As every medical aesthetic practice owner or operator can tell you, keeping costs as low as possible is vitally important for the survival of these businesses. Unfortunately, practices located in the United States typically have to purchase pharmaceuticals at cost from manufacturers, and that can have a major impact on their bottom lines, since drug costs in the United States are not strictly regulated. Some medical aesthetic practices attempt to combat this by engaging in a practice known as parallel importation, which allows them to save significantly on legitimate, name-brand drugs. However, this practice is highly controversial, and partaking of it might end up costing you a lot more than if you'd simply paid list price in the first place.

Under Control

In countries such as the United Kingdom, Germany, France, Sweden, and Canada, government regulates the cost of pharmaceuticals. Broadly, these measures are designed to prevent drug manufacturers from charging too much for what those governments consider essential medicine, but they also apply to pharmaceuticals used for elective procedures, such as those offered by medical aesthetic practices and medical spas, including botulinum toxin and fillers.

However, in the United States, the government does not play a significant role in determining the cost of pharmaceuticals—drug manufacturers essentially can charge whatever they feel the market will bear for their products. Remember when Martin Shkreli's firm raised the price of Daraprim 56-times higher than it had been? In the United States, that's perfectly legal. As a result, drug prices in the United States are significantly higher than in practically every other country in the world.

In response, some US-based practices have begun to purchase drugs from licensed dealers in countries where price controls are enforced. This costs them significantly less—up to 50 percent less, in some cases—than they would have to pay if they were buying the drugs directly from the manufacturer. This is known as parallel importation.

This transaction benefits both parties. The buyers get legitimate products for much less than they would have to pay if they were buying from the manufacturers, and the dealers—no longer bound by price controls, since they are selling to the United States—can make a decent profit simply by marking the product up slightly. These are not cheap, counterfeit pharmaceuticals like the ones that are typically manufactured in China and have notoriously flooded the medical aesthetics market in recent years; these are the same drugs that are approved by the FDA and sold in the United States.

A Textbook Case

If you're unfamiliar with parallel importation, you're probably thinking to yourself that this can't be legal, but a quick look at some of the elements of the transaction might suggest otherwise. After all, the sale of the drug to the foreign distributor is legal, and the distributors are selling FDA-approved products that are the same as those that are sold in the US. So one question remains: Is the sale from the distributor to the practice legal?

The answer is not as clear-cut as it seems. In 2013, the US Supreme Court ruled on the case Kirtsaeng vs. John Wiley & Sons, Inc. that involved Supap Kirtsaeng, a man from Thailand who opened a business selling the international editions of university textbooks, which are much less expensive than the domestic versions, albeit identical. He procured these textbooks from relatives abroad and then sold them to US college students using eBay.

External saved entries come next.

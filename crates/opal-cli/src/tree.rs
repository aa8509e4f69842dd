use std::fs;
use std::path::Path;

use opal_constants::VISUALIZE_NODE_LIMIT;
use opal_resolver::{PackageId, Resolution};

/// Big trees make for useless wall-of-text diagrams.
#[must_use]
pub fn should_visualize(node_count: usize, force_visualize: bool) -> bool {
    if node_count > VISUALIZE_NODE_LIMIT && !force_visualize {
        println!(
            "\nWarning: Large dependency tree detected ({node_count} nodes). Visualization disabled."
        );
        println!("Use --force-visualize to override this behavior.");
        return false;
    }
    true
}

/// ASCII rendering of the directory layout under the installed tree.
pub fn visualize_installation_tree(modules_path: &Path) {
    println!("Installation Tree:");
    render_directories(modules_path, "");
}

fn render_directories(path: &Path, prefix: &str) {
    let Ok(entries) = fs::read_dir(path) else {
        return;
    };

    let mut dirs: Vec<String> = entries
        .filter_map(std::result::Result::ok)
        .filter(|entry| entry.path().is_dir())
        .map(|entry| entry.file_name().to_string_lossy().into_owned())
        .collect();
    dirs.sort();

    let count = dirs.len();
    for (index, dir) in dirs.iter().enumerate() {
        let is_last = index + 1 == count;
        println!("{prefix}{}{dir}", if is_last { "└── " } else { "├── " });
        let child_prefix = format!("{prefix}{}", if is_last { "    " } else { "│   " });
        render_directories(&path.join(dir), &child_prefix);
    }
}

/// ASCII rendering of the resolved graph, roots downward. The resolution
/// is a DAG, so shared packages show up once per consumer.
pub fn visualize_dependency_tree(resolution: &Resolution) {
    println!("Dependency Tree:");
    let roots: Vec<&PackageId> = resolution.roots().collect();
    let count = roots.len();
    for (index, root) in roots.iter().enumerate() {
        render_package(resolution, root, 0, index + 1 == count);
    }
}

fn render_package(resolution: &Resolution, id: &PackageId, depth: usize, is_last: bool) {
    let prefix = if depth > 0 {
        format!(
            "{}{}",
            "  ".repeat(depth - 1),
            if is_last { "└── " } else { "├── " }
        )
    } else {
        String::new()
    };
    println!("{prefix}{id}");

    let children = resolution.children(id);
    let count = children.len();
    for (index, child) in children.iter().enumerate() {
        render_package(resolution, child, depth + 1, index + 1 == count);
    }
}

The business was hugely successful for Kirtsaeng (after all, if there's anything that's as ridiculously overpriced in the US as prescription drugs, it's college textbooks), but when John Wiley & Sons found out that he was doing this, textbook publisher sued him. The US Supreme Court ruled in favor of Kirtsaeng by a 6-3 majority, which has led to the interpretation that parallel importation is broadly legal. (Wiley's reaction to this was not to lower the prices of their domestic editions, but rather to raise the prices of their international editions, because … of course it was.)

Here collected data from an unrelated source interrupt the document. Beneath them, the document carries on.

use std::path::Path;
use std::time::Duration;

use lazy_static::lazy_static;
use reqwest::StatusCode;
use serde::Deserialize;
use serde_json::Value;

use opal_constants::{DEFAULT_REGISTRY_URL, USER_AGENT};
use opal_error::{PackageManagerError, Result};

use crate::extract::extract_tarball;
use crate::integrity::verify_integrity;
use crate::{PackageMetadata, RegistryClient};

lazy_static! {
    static ref CLIENT: reqwest::blocking::Client = reqwest::blocking::Client::builder()
        .timeout(Duration::from_secs(45))
        .connect_timeout(Duration::from_secs(20))
        .user_agent(USER_AGENT)
        .build()
        .unwrap_or_else(|_| reqwest::blocking::Client::new());
}

/// Blocking client for an npm-compatible registry.
pub struct HttpRegistry {
    base_url: String,
}

#[derive(Deserialize)]
struct VersionDocument {
    version: String,
    #[serde(default)]
    dependencies: indexmap::IndexMap<String, String>,
    dist: Option<DistInfo>,
}

#[derive(Deserialize)]
struct DistInfo {
    tarball: String,
    integrity: Option<String>,
}

impl HttpRegistry {
    #[must_use]
    pub fn new() -> Self {
        Self::with_base_url(DEFAULT_REGISTRY_URL)
    }

    #[must_use]
    pub fn with_base_url(base_url: &str) -> Self {
        Self {
            base_url: base_url.trim_end_matches('/').to_string(),
        }
    }

    /// Scoped names keep their leading `@` but the scope separator must be
    /// percent-encoded in registry paths.
    fn encode_name(name: &str) -> String {
        urlencoding::encode(name).replace("%40", "@")
    }

    fn get(&self, url: &str) -> std::result::Result<reqwest::blocking::Response, reqwest::Error> {
        CLIENT.get(url).send()
    }
}

impl Default for HttpRegistry {
    fn default() -> Self {
        Self::new()
    }
}

impl RegistryClient for HttpRegistry {
    fn list_versions(&self, name: &str) -> Result<Vec<String>> {
        let url = format!("{}/{}", self.base_url, Self::encode_name(name));
        let resp = self
            .get(&url)
            .map_err(|e| PackageManagerError::RegistryUnavailable(e.to_string()))?;

        if resp.status() == StatusCode::NOT_FOUND {
            return Err(PackageManagerError::PackageNotFound(name.to_string()));
        }
        if !resp.status().is_success() {
            return Err(PackageManagerError::RegistryUnavailable(format!(
                "HTTP {} for {url}",
                resp.status()
            )));
        }

        let doc: Value = resp
            .json()
            .map_err(|e| PackageManagerError::RegistryUnavailable(e.to_string()))?;

        let versions = doc
            .get("versions")
            .and_then(Value::as_object)
            .ok_or_else(|| PackageManagerError::PackageNotFound(name.to_string()))?;

        Ok(versions.keys().cloned().collect())
    }

    fn fetch_metadata(&self, name: &str, version: &str) -> Result<PackageMetadata> {
        let url = format!(
            "{}/{}/{version}",
            self.base_url,
            Self::encode_name(name)
        );
        let resp = self
            .get(&url)
            .map_err(|e| PackageManagerError::RegistryUnavailable(e.to_string()))?;

        if resp.status() == StatusCode::NOT_FOUND {
            // The registry answers 404 both for unknown names and unknown
            // versions; an unknown name would already have failed
            // list_versions, so report the version.
            return Err(PackageManagerError::VersionNotFound(
                name.to_string(),
                version.to_string(),
            ));
        }
        if !resp.status().is_success() {
            return Err(PackageManagerError::RegistryUnavailable(format!(
                "HTTP {} for {url}",
                resp.status()
            )));
        }

        let doc: VersionDocument = resp
            .json()
            .map_err(|e| PackageManagerError::RegistryUnavailable(e.to_string()))?;

        let (tarball_url, integrity) = doc
            .dist
            .map_or((String::new(), None), |d| (d.tarball, d.integrity));

        Ok(PackageMetadata {
            version: doc.version,
            dependencies: doc.dependencies,
            tarball_url,
            integrity,
        })
    }

    fn download_tarball(&self, name: &str, version: &str, target_dir: &Path) -> Result<()> {
        let metadata = self.fetch_metadata(name, version)?;
        if metadata.tarball_url.is_empty() {
            return Err(PackageManagerError::DownloadFailed(
                name.to_string(),
                version.to_string(),
            ));
        }

        let resp = self.get(&metadata.tarball_url).map_err(|_| {
            PackageManagerError::DownloadFailed(name.to_string(), version.to_string())
        })?;
        if !resp.status().is_success() {
            return Err(PackageManagerError::DownloadFailed(
                name.to_string(),
                version.to_string(),
            ));
        }

        let bytes = resp.bytes().map_err(|_| {
            PackageManagerError::DownloadFailed(name.to_string(), version.to_string())
        })?;

        if let Some(expected) = &metadata.integrity {
            verify_integrity(name, &bytes, expected)?;
        }

        extract_tarball(name, &bytes, target_dir)
    }
}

However, the legality of parallel importation in regard to drugs has yet to be ruled upon by a US court. While Kirtsaeng suggests parallel importation is legal, drugs are regulated by the government, which makes the issue significantly more complicated. Drug packaging is one of the issues that should give prospective parallel importers pause. Prescription drugs are typically sold with inserts that specifically demonstrate the product's compliance with the standards set forth by that country's government. Therefore, if a pharmaceutical intended for sale in, say, Canada is sold to a customer in the United States, the packaging the US-based customer receives will reflect the drug's legal status in Canada, not in the US. It almost certainly is precisely the same product that a practice would buy from the manufacturer or an authorized distributor in the US (most drugs are designed with worldwide standards in mind so that they can be produced as efficiently as possible), but because the packaging was designed for sale in Canada, it doesn't include information related to the product's use in the US. This might seem like a very minor distinction if the product is exactly the same, but it can make an enormous difference from a legal standpoint.

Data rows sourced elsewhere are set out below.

use std::path::Path;

use opal_error::{PackageManagerError, Result};
use opal_project::{DependencyType, read_manifest_in, write_manifest_in};
use opal_registry::RegistryClient;
use opal_resolver::VersionRange;
use opal_utils::{format_version_string, parse_pkg_spec};

/// Records a dependency in the manifest. Installation is a separate step;
/// callers that want both run the install manager afterwards.
pub struct AddManager<'a> {
    registry: &'a dyn RegistryClient,
}

impl<'a> AddManager<'a> {
    pub fn new(registry: &'a dyn RegistryClient) -> Self {
        Self { registry }
    }

    /// Add `spec` (`name` or `name@range`) to the manifest. A spec without
    /// a version resolves to the registry's latest and is stored with a
    /// caret unless `save_exact`. Returns (name, recorded range).
    pub fn add(
        &self,
        project_dir: &Path,
        spec: &str,
        dev: bool,
        save_exact: bool,
    ) -> Result<(String, String)> {
        let (name, requested) = parse_pkg_spec(spec);
        if name.is_empty() {
            return Err(PackageManagerError::InvalidPackageSpec(spec.to_string()));
        }

        let recorded = if requested == "latest" {
            let version = self.latest_version(&name)?;
            format_version_string(&version, save_exact)
        } else {
            requested
        };

        let mut manifest = read_manifest_in(project_dir)?;
        let dep_type = if dev {
            DependencyType::DevDependencies
        } else {
            DependencyType::Dependencies
        };
        manifest.add_dependency(&name, &recorded, dep_type);
        write_manifest_in(project_dir, &manifest)?;

        opal_logger::success(&format!(
            "Added {name}@{recorded} to {}",
            if dev { "devDependencies" } else { "dependencies" }
        ));

        Ok((name, recorded))
    }

    fn latest_version(&self, name: &str) -> Result<String> {
        let versions = self.registry.list_versions(name)?;
        let range = VersionRange::parse("latest")?;
        range.max_satisfying(&versions).ok_or_else(|| {
            PackageManagerError::VersionNotFound(name.to_string(), "latest".to_string())
        })
    }
}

Distributors in countries with cost controls aren't fazed by this legal grey area, however—they aggressively market themselves to US-based medical aesthetic practices. You don't have to look very hard to find them—they email incessantly, and their websites live out in the open on the Internet rather than hiding on the “dark web” like many other shady businesses. The representatives of these dealers generally tell prospective customers that they can produce all the paperwork they need regarding the products' legality, and they often suggest that the markings on the packaging proving that the manufacturer produced the drug are enough verification to prevent any legal entanglements. This is not necessarily true.

Why or Why Not?

The issue isn't whether or not the product is legitimate—products from parallel importers almost certainly are. The issue is that importing drugs specified for sale in other territories simply is not legal in the United States. I've spoken with many attorneys about this issue, and the consensus opinion is that if the distributor is not approved by the FDA to do business in the United States (and the parallel importers are not), it is illegal for US customers to buy pharmaceuticals from them.

What's more, drug manufacturers abhor parallel importation (for reasons that should be obvious), and although it might seem somewhat counterintuitive, they wield tremendous power within enforcement agencies. These companies are very aggressive in investigating and attempting to prosecute the distributors who sell these products to US-based medical aesthetic practices. In some cases, they even seek prosecution against the buyers, which makes this an extremely risky proposition; not only are you risking significant fines and perhaps other penalties by crossing the FDA, you're also potentially making an enemy of a company that sells a product or products that your patients expect you to offer.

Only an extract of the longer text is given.